Action item :: Could you find each line of the data below that contains the word "allocated" and copy those lines?

··· Records for this exercise ···

//! # Kernel Memory Allocation
//!
//! This crate provides the page-granular memory allocator of the kernel:
//! bitmap-tracked physical frame pools, a bitmap-tracked kernel virtual
//! address space, and the glue that maps one onto the other through the
//! self-mapped page directory.
//!
//! ## Architecture Overview
//!
//! ```text
//! ┌─────────────────────────────────────────────────────┐
//! │            Memory Manager ([`mm`])                  │
//! │    • allocate_pages / allocate_kernel_pages         │
//! │    • zero-fill of kernel pages                      │
//! │    • raw entry lookups for higher layers            │
//! └───────────┬──────────────────────────┬──────────────┘
//!             │                          │
//! ┌───────────▼──────────────┐ ┌─────────▼──────────────┐
//! │ Virtual Space ([`vaddr`])│ │ Frame Pools            │
//! │  • kernel heap pages     │ │ ([`frame_alloc`])      │
//! │  • first-fit page runs   │ │  • "kernel" and "user" │
//! └───────────┬──────────────┘ └─────────┬──────────────┘
//!             │                          │
//! ┌───────────▼──────────────────────────▼──────────────┐
//! │                 Bitmap ([`bitmap`])                 │
//! │    • one bit per page or frame, borrowed storage    │
//! └─────────────────────────────────────────────────────┘
//! ```
//!
//! Mappings are installed with `kernel-vmem`'s `AddressSpace`, which takes
//! page-table frames from the kernel pool through the `FrameAlloc` trait.
//!
//! ## Boot
//!
//! [`MemoryManager::from_boot_info`](mm::MemoryManager::from_boot_info)
//! reads the physical memory size left by the loader at `0xB00`, sizes the
//! pools with [`MemoryLayout`](layout::MemoryLayout) and places the three
//! bitmaps at `0xC009_A000`:
//!
//! ```text
//! Physical                                Virtual
//! 0x0000_0000 ┌────────────────┐          0xC000_0000 ┌────────────────┐
//!             │ low 1 MiB      │                      │ low 1 MiB      │
//! 0x0010_0000 ├────────────────┤          0xC009_A000 │  ├ bitmaps     │
//!             │ boot PD + PTs  │          0xC010_0000 ├────────────────┤
//! 0x0020_0000 ├────────────────┤                      │ kernel heap    │
//!             │ kernel pool    │                      │ (vaddr bitmap) │
//!             ├────────────────┤                      ├────────────────┤
//!             │ user pool      │          0xFFC0_0000 │ self-map window│
//!             └────────────────┘                      └────────────────┘
//! ```
//!
//! ## Usage
//!
//! ```rust
//! use kernel_alloc::layout::MemoryLayout;
//! use kernel_alloc::mm::MemoryManager;
//! use kernel_memory_addresses::{PhysicalAddress, PhysicalPage};
//! use kernel_vmem::soft_mmu::SoftMmu;
//!
//! let layout = MemoryLayout::from_total(32 * 1024 * 1024);
//! let mut storage = vec![0u8; layout.bitmap_bytes()];
//! let mmu = SoftMmu::new(PhysicalPage::from_addr(PhysicalAddress::new(0x0010_0000)));
//! let mut mm = MemoryManager::new(&layout, &mut storage, mmu);
//!
//! let va = mm.allocate_kernel_pages(2).unwrap();
//! assert_eq!(va.as_u32(), 0xC010_0000);
//! assert!(mm.translate(va).is_some());
//! ```
//!
//! ## Concurrency
//!
//! Nothing here locks. The [`MemoryManager`](mm::MemoryManager) is a single
//! `&mut` owner; callers keep interrupts disabled around each call.
//!
//! ## Reclamation
//!
//! None. Frames, pages and page tables stay allocated for the lifetime of
//! the system, and a request that fails part way keeps what it already got.

#![cfg_attr(not(any(test, doctest)), no_std)]
#![allow(unsafe_code)]

pub mod bitmap;
pub mod frame_alloc;
pub mod layout;
pub mod mm;
pub mod vaddr;

pub use crate::mm::{AllocError, MemoryManager, PoolKind};
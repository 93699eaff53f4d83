//! # Kernel Boot Information
//!
//! The loader probes the machine's memory (BIOS `E820`/`E801`/`88h`) before
//! entering protected mode and stores the result at fixed low addresses. Low
//! memory stays identity-mapped after paging is enabled, so the kernel can
//! read these values through their physical address.

use kernel_memory_addresses::VirtualAddress;

/// Location of the total physical memory size in bytes, as a little-endian
/// `u32` written by the loader.
pub const TOTAL_MEMORY_BYTES_ADDR: VirtualAddress = VirtualAddress::new(0x0000_0B00);
//! Kernel virtual address space.
//!
//! One bit per virtual page of the kernel heap, which starts at
//! [`KERNEL_HEAP_START`](kernel_info::memory::KERNEL_HEAP_START). Requests are
//! served first-fit as contiguous page runs. Reservations are permanent.
//!
//! User address spaces have no allocator yet; see
//! [`MemoryManager::allocate_user_pages`](crate::mm::MemoryManager::allocate_user_pages).

use crate::bitmap::Bitmap;
use kernel_info::memory::SELF_MAP_WINDOW;
use kernel_memory_addresses::{PAGE_SIZE, VirtualAddress, VirtualPage};
use log::{trace, warn};

/// A bitmap-tracked range of virtual pages.
pub struct VirtualSpace<'a> {
    base: VirtualPage,
    bitmap: Bitmap<'a>,
}

impl<'a> VirtualSpace<'a> {
    /// Create a space of `bitmap.len()` pages starting at `base`; `bitmap` is cleared.
    ///
    /// # Panics
    /// If the space would reach into the self-map window.
    pub fn new(base: VirtualPage, mut bitmap: Bitmap<'a>) -> Self {
        let limit = SELF_MAP_WINDOW.as_u32().saturating_sub(base.base().as_u32()) / PAGE_SIZE;
        assert!(
            bitmap.len() <= limit as usize,
            "{} virtual pages from {base} overlap the self-map window",
            bitmap.len()
        );
        bitmap.init();
        Self { base, bitmap }
    }

    #[inline]
    #[must_use]
    pub const fn base(&self) -> VirtualPage {
        self.base
    }

    /// Number of pages tracked.
    #[inline]
    #[must_use]
    pub const fn capacity(&self) -> usize {
        self.bitmap.len()
    }

    /// Number of pages reserved so far.
    #[inline]
    #[must_use]
    pub fn reserved(&self) -> usize {
        self.bitmap.count_set()
    }

    #[inline]
    #[must_use]
    pub const fn bitmap(&self) -> &Bitmap<'a> {
        &self.bitmap
    }

    /// Bitmap index of `va`, if inside the space.
    fn index_of(&self, va: VirtualAddress) -> Option<usize> {
        let delta = va.as_u32().checked_sub(self.base.base().as_u32())?;
        let index = (delta / PAGE_SIZE) as usize;
        (index < self.capacity()).then_some(index)
    }

    /// Whether `va` lies inside the space.
    #[inline]
    #[must_use]
    pub fn contains(&self, va: VirtualAddress) -> bool {
        self.index_of(va).is_some()
    }

    /// Whether `page` has been handed out. Pages outside the space are not.
    #[must_use]
    pub fn is_reserved(&self, page: VirtualPage) -> bool {
        self.index_of(page.base())
            .is_some_and(|index| self.bitmap.test(index))
    }

    /// Reserve the lowest run of `count` free pages.
    pub fn allocate_pages(&mut self, count: u32) -> Option<VirtualPage> {
        let Some(index) = self.bitmap.scan(count as usize) else {
            warn!(
                "No run of {count} free pages in kernel virtual space ({}/{} reserved)",
                self.reserved(),
                self.capacity()
            );
            return None;
        };
        self.bitmap.set(index, count as usize, true);

        #[allow(clippy::cast_possible_truncation)]
        let start = self.base.add_pages(index as u32);
        trace!("Reserved {count} virtual pages at {start}");
        Some(start)
    }
}
mod common;

use common::{Body, Cpu, Tid, Trace};
use kernel_sync::Lock;
use std::sync::Arc;
use std::sync::atomic::{AtomicUsize, Ordering};

fn thread(f: impl FnOnce(&Cpu) + Send + 'static) -> Body {
    Box::new(f)
}

#[test]
fn nested_acquire_needs_matching_releases() {
    let lock = Arc::new(Lock::new());
    let trace = Trace::default();

    let a = {
        let lock = Arc::clone(&lock);
        let trace = trace.clone();
        thread(move |cpu| {
            lock.acquire(cpu);
            lock.acquire(cpu);
            assert_eq!(lock.recursion(), 2);
            assert_eq!(lock.holder(), Some(Tid(0)));

            lock.release(cpu);
            assert_eq!(lock.recursion(), 1);
            assert!(lock.is_held());
            trace.push("A released once");

            // B runs and blocks on the lock.
            cpu.yield_now();
            assert_eq!(lock.semaphore().waiters(), 1);
            assert_eq!(lock.holder(), Some(Tid(0)));

            lock.release(cpu);
            // B is runnable but has not run: the lock is free, not handed over.
            assert_eq!(lock.holder(), None);
            assert_eq!(lock.recursion(), 0);
            trace.push("A released twice");
        })
    };
    let b = {
        let lock = Arc::clone(&lock);
        let trace = trace.clone();
        thread(move |cpu| {
            lock.acquire(cpu);
            trace.push("B acquired");
            assert_eq!(lock.holder(), Some(Tid(1)));
            assert_eq!(lock.recursion(), 1);
            lock.release(cpu);
        })
    };
    Cpu::run(vec![a, b]);

    assert_eq!(
        trace.events(),
        ["A released once", "A released twice", "B acquired"]
    );
    assert!(!lock.is_held());
    assert_eq!(lock.semaphore().value(), 1);
}

#[test]
fn recursive_holders_exclude_each_other() {
    let lock = Arc::new(Lock::new());
    let inside = Arc::new(AtomicUsize::new(0));

    let bodies = (0..3)
        .map(|_| {
            let lock = Arc::clone(&lock);
            let inside = Arc::clone(&inside);
            thread(move |cpu| {
                for depth in 1..=3 {
                    lock.acquire(cpu);
                    assert_eq!(lock.recursion(), depth);
                    if depth == 1 {
                        assert_eq!(inside.fetch_add(1, Ordering::SeqCst), 0);
                    }
                    cpu.yield_now();
                }
                for depth in (1..=3).rev() {
                    assert_eq!(lock.recursion(), depth);
                    if depth == 1 {
                        inside.fetch_sub(1, Ordering::SeqCst);
                    }
                    lock.release(cpu);
                    cpu.yield_now();
                }
            })
        })
        .collect();
    Cpu::run(bodies);

    assert!(!lock.is_held());
    assert_eq!(lock.recursion(), 0);
}

#[test]
#[should_panic(expected = "does not hold it")]
fn release_by_other_thread_is_fatal() {
    let lock = Arc::new(Lock::new());

    let owner = {
        let lock = Arc::clone(&lock);
        thread(move |cpu| {
            lock.acquire(cpu);
            cpu.yield_now();
            lock.release(cpu);
        })
    };
    let intruder = {
        let lock = Arc::clone(&lock);
        thread(move |cpu| lock.release(cpu))
    };
    Cpu::run(vec![owner, intruder]);
}
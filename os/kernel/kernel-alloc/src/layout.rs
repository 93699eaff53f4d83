//! Boot-time pool sizing.
//!
//! Everything below `BOOT_PAGE_TABLE_BYTES + LOW_RESERVED_BYTES` is owned by
//! firmware, the kernel image and the loader's page tables. The rest is cut
//! into whole pages and split in half between the kernel and user pools:
//!
//! ```text
//! 0x0000_0000 ┌──────────────────────────┐
//!             │ low 1 MiB                │
//! 0x0010_0000 ├──────────────────────────┤
//!             │ boot page directory +    │
//!             │ 255 page tables          │
//! 0x0020_0000 ├──────────────────────────┤ ← kernel pool (floor(pages / 2))
//!             │                          │
//!             ├──────────────────────────┤ ← user pool (the rest)
//!             │                          │
//!             └──────────────────────────┘
//! ```
//!
//! Each pool is tracked by `pages / 8` bitmap bytes. Frames past the last
//! whole byte, and bytes past the last whole page, are never used.

use kernel_info::memory::{BOOT_PAGE_TABLE_BYTES, KERNEL_HEAP_MAX_PAGES, LOW_RESERVED_BYTES};
use kernel_memory_addresses::{PAGE_SIZE, PhysicalAddress};

/// Physical pool placement and bitmap sizes derived from the memory size.
#[derive(Debug, Copy, Clone, Eq, PartialEq)]
pub struct MemoryLayout {
    /// Physical memory reported by the loader, in bytes.
    pub total_bytes: u32,
    pub kernel_pool_base: PhysicalAddress,
    pub kernel_pool_pages: u32,
    pub user_pool_base: PhysicalAddress,
    pub user_pool_pages: u32,
}

impl MemoryLayout {
    /// Bytes below the first pool frame.
    pub const RESERVED_BYTES: u32 = BOOT_PAGE_TABLE_BYTES + LOW_RESERVED_BYTES;

    /// Split `total_bytes` of physical memory into the two pools.
    ///
    /// # Panics
    /// If `total_bytes` does not even cover the reserved region. The kernel
    /// cannot boot on such a machine.
    #[must_use]
    pub const fn from_total(total_bytes: u32) -> Self {
        assert!(
            total_bytes >= Self::RESERVED_BYTES,
            "physical memory smaller than the reserved low region"
        );
        let free_pages = (total_bytes - Self::RESERVED_BYTES) / PAGE_SIZE;
        let kernel_pool_pages = free_pages / 2;
        let user_pool_pages = free_pages - kernel_pool_pages;

        let kernel_pool_base = PhysicalAddress::new(Self::RESERVED_BYTES);
        let user_pool_base =
            PhysicalAddress::new(Self::RESERVED_BYTES + kernel_pool_pages * PAGE_SIZE);

        Self {
            total_bytes,
            kernel_pool_base,
            kernel_pool_pages,
            user_pool_base,
            user_pool_pages,
        }
    }

    #[inline]
    #[must_use]
    pub const fn kernel_pool_bytes(&self) -> u32 {
        self.kernel_pool_pages * PAGE_SIZE
    }

    #[inline]
    #[must_use]
    pub const fn user_pool_bytes(&self) -> u32 {
        self.user_pool_pages * PAGE_SIZE
    }

    #[inline]
    #[must_use]
    pub const fn kernel_bitmap_bytes(&self) -> usize {
        (self.kernel_pool_pages / 8) as usize
    }

    #[inline]
    #[must_use]
    pub const fn user_bitmap_bytes(&self) -> usize {
        (self.user_pool_pages / 8) as usize
    }

    /// The kernel heap tracks as many pages as the kernel pool, but never
    /// reaches into the self-map window.
    #[inline]
    #[must_use]
    pub const fn kernel_vaddr_bitmap_bytes(&self) -> usize {
        let pages = if self.kernel_pool_pages < KERNEL_HEAP_MAX_PAGES {
            self.kernel_pool_pages
        } else {
            KERNEL_HEAP_MAX_PAGES
        };
        (pages / 8) as usize
    }

    /// Storage needed for all three bitmaps (kernel pool, user pool, kernel
    /// virtual space, laid out back to back in that order).
    #[inline]
    #[must_use]
    pub const fn bitmap_bytes(&self) -> usize {
        self.kernel_bitmap_bytes() + self.user_bitmap_bytes() + self.kernel_vaddr_bitmap_bytes()
    }
}
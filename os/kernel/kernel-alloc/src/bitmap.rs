//! Fixed-capacity bit vector over borrowed storage.
//!
//! Bit `i` lives in byte `i / 8` at position `i % 8` (LSB first). A set bit
//! marks an allocated unit. The bitmap never owns its bytes: the kernel
//! places them at a fixed address, tests hand in a `Vec`.
//!
//! Not safe under concurrent access; callers provide exclusion.

/// A bit per allocation unit, `1` meaning "in use".
pub struct Bitmap<'a> {
    bits: &'a mut [u8],
}

impl<'a> Bitmap<'a> {
    /// Wrap `storage` without touching its contents.
    #[inline]
    pub const fn new(storage: &'a mut [u8]) -> Self {
        Self { bits: storage }
    }

    /// Clear every bit.
    #[inline]
    pub fn init(&mut self) {
        self.bits.fill(0);
    }

    /// Capacity in bits.
    #[inline]
    #[must_use]
    pub const fn len(&self) -> usize {
        self.bits.len() * 8
    }

    #[inline]
    #[must_use]
    pub const fn is_empty(&self) -> bool {
        self.bits.is_empty()
    }

    /// Address of the backing bytes, for diagnostics.
    #[inline]
    #[must_use]
    pub const fn as_ptr(&self) -> *const u8 {
        self.bits.as_ptr()
    }

    /// Whether bit `index` is set.
    ///
    /// # Panics
    /// If `index` is outside the capacity.
    #[inline]
    #[must_use]
    pub fn test(&self, index: usize) -> bool {
        assert!(index < self.len(), "bit {index} out of range ({})", self.len());
        self.bits[index / 8] & (1 << (index % 8)) != 0
    }

    /// Set `count` bits starting at `index` to `value`.
    ///
    /// # Panics
    /// If the range extends past the capacity.
    pub fn set(&mut self, index: usize, count: usize, value: bool) {
        assert!(
            index.checked_add(count).is_some_and(|end| end <= self.len()),
            "bits {index}+{count} out of range ({})",
            self.len()
        );
        for i in index..index + count {
            let mask = 1u8 << (i % 8);
            if value {
                self.bits[i / 8] |= mask;
            } else {
                self.bits[i / 8] &= !mask;
            }
        }
    }

    /// Index of the lowest run of `count` clear bits.
    ///
    /// Returns `None` for `count == 0` or if no such run exists.
    #[must_use]
    pub fn scan(&self, count: usize) -> Option<usize> {
        if count == 0 || count > self.len() {
            return None;
        }

        let mut run = 0;
        let mut i = 0;
        while i < self.len() {
            // Whole bytes in use can be skipped at once.
            if i % 8 == 0 && self.bits[i / 8] == 0xFF {
                run = 0;
                i += 8;
                continue;
            }

            if self.test(i) {
                run = 0;
            } else {
                run += 1;
                if run == count {
                    return Some(i + 1 - count);
                }
            }
            i += 1;
        }
        None
    }

    /// Number of set bits.
    #[must_use]
    pub fn count_set(&self) -> usize {
        self.bits.iter().map(|b| b.count_ones() as usize).sum()
    }
}

#[cfg(test)]
mod tests {
    use super::*;

    #[test]
    fn layout_is_lsb_first() {
        let mut raw = [0u8; 2];
        let mut bm = Bitmap::new(&mut raw);
        bm.set(0, 1, true);
        bm.set(9, 2, true);
        assert!(bm.test(0) && bm.test(9) && bm.test(10));
        assert!(!bm.test(1));
        assert_eq!(bm.count_set(), 3);
        assert_eq!(raw, [0b0000_0001, 0b0000_0110]);
    }

    #[test]
    fn init_clears_stale_bits() {
        let mut raw = [0xFFu8; 4];
        let mut bm = Bitmap::new(&mut raw);
        assert_eq!(bm.scan(1), None);
        bm.init();
        assert_eq!(bm.count_set(), 0);
        assert_eq!(bm.len(), 32);
    }

    #[test]
    fn scan_is_first_fit() {
        let mut raw = [0u8; 4];
        let mut bm = Bitmap::new(&mut raw);
        bm.set(0, 3, true);
        bm.set(5, 1, true);
        assert_eq!(bm.scan(1), Some(3));
        assert_eq!(bm.scan(2), Some(3));
        assert_eq!(bm.scan(3), Some(6));
        assert_eq!(bm.scan(26), Some(6));
        assert_eq!(bm.scan(27), None);
    }

    #[test]
    fn scan_crosses_full_bytes() {
        let mut raw = [0xFF, 0xFF, 0x7F, 0x00];
        let bm = Bitmap::new(&mut raw);
        assert_eq!(bm.scan(1), Some(23));
        assert_eq!(bm.scan(9), Some(23));
        assert_eq!(bm.scan(10), None);
    }

    #[test]
    fn degenerate_scans() {
        let mut raw = [0u8; 1];
        let bm = Bitmap::new(&mut raw);
        assert_eq!(bm.scan(0), None);
        assert_eq!(bm.scan(9), None);
        assert_eq!(bm.scan(8), Some(0));

        let mut none: [u8; 0] = [];
        let bm = Bitmap::new(&mut none);
        assert!(bm.is_empty());
        assert_eq!(bm.scan(1), None);
    }

    #[test]
    #[should_panic(expected = "out of range")]
    fn set_past_end_panics() {
        let mut raw = [0u8; 1];
        let mut bm = Bitmap::new(&mut raw);
        bm.set(6, 3, true);
    }
}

···

Result of this exercise ::
//! None. Frames, pages and page tables stay allocated for the lifetime of
//! marks an allocated unit. The bitmap never owns its bytes: the kernel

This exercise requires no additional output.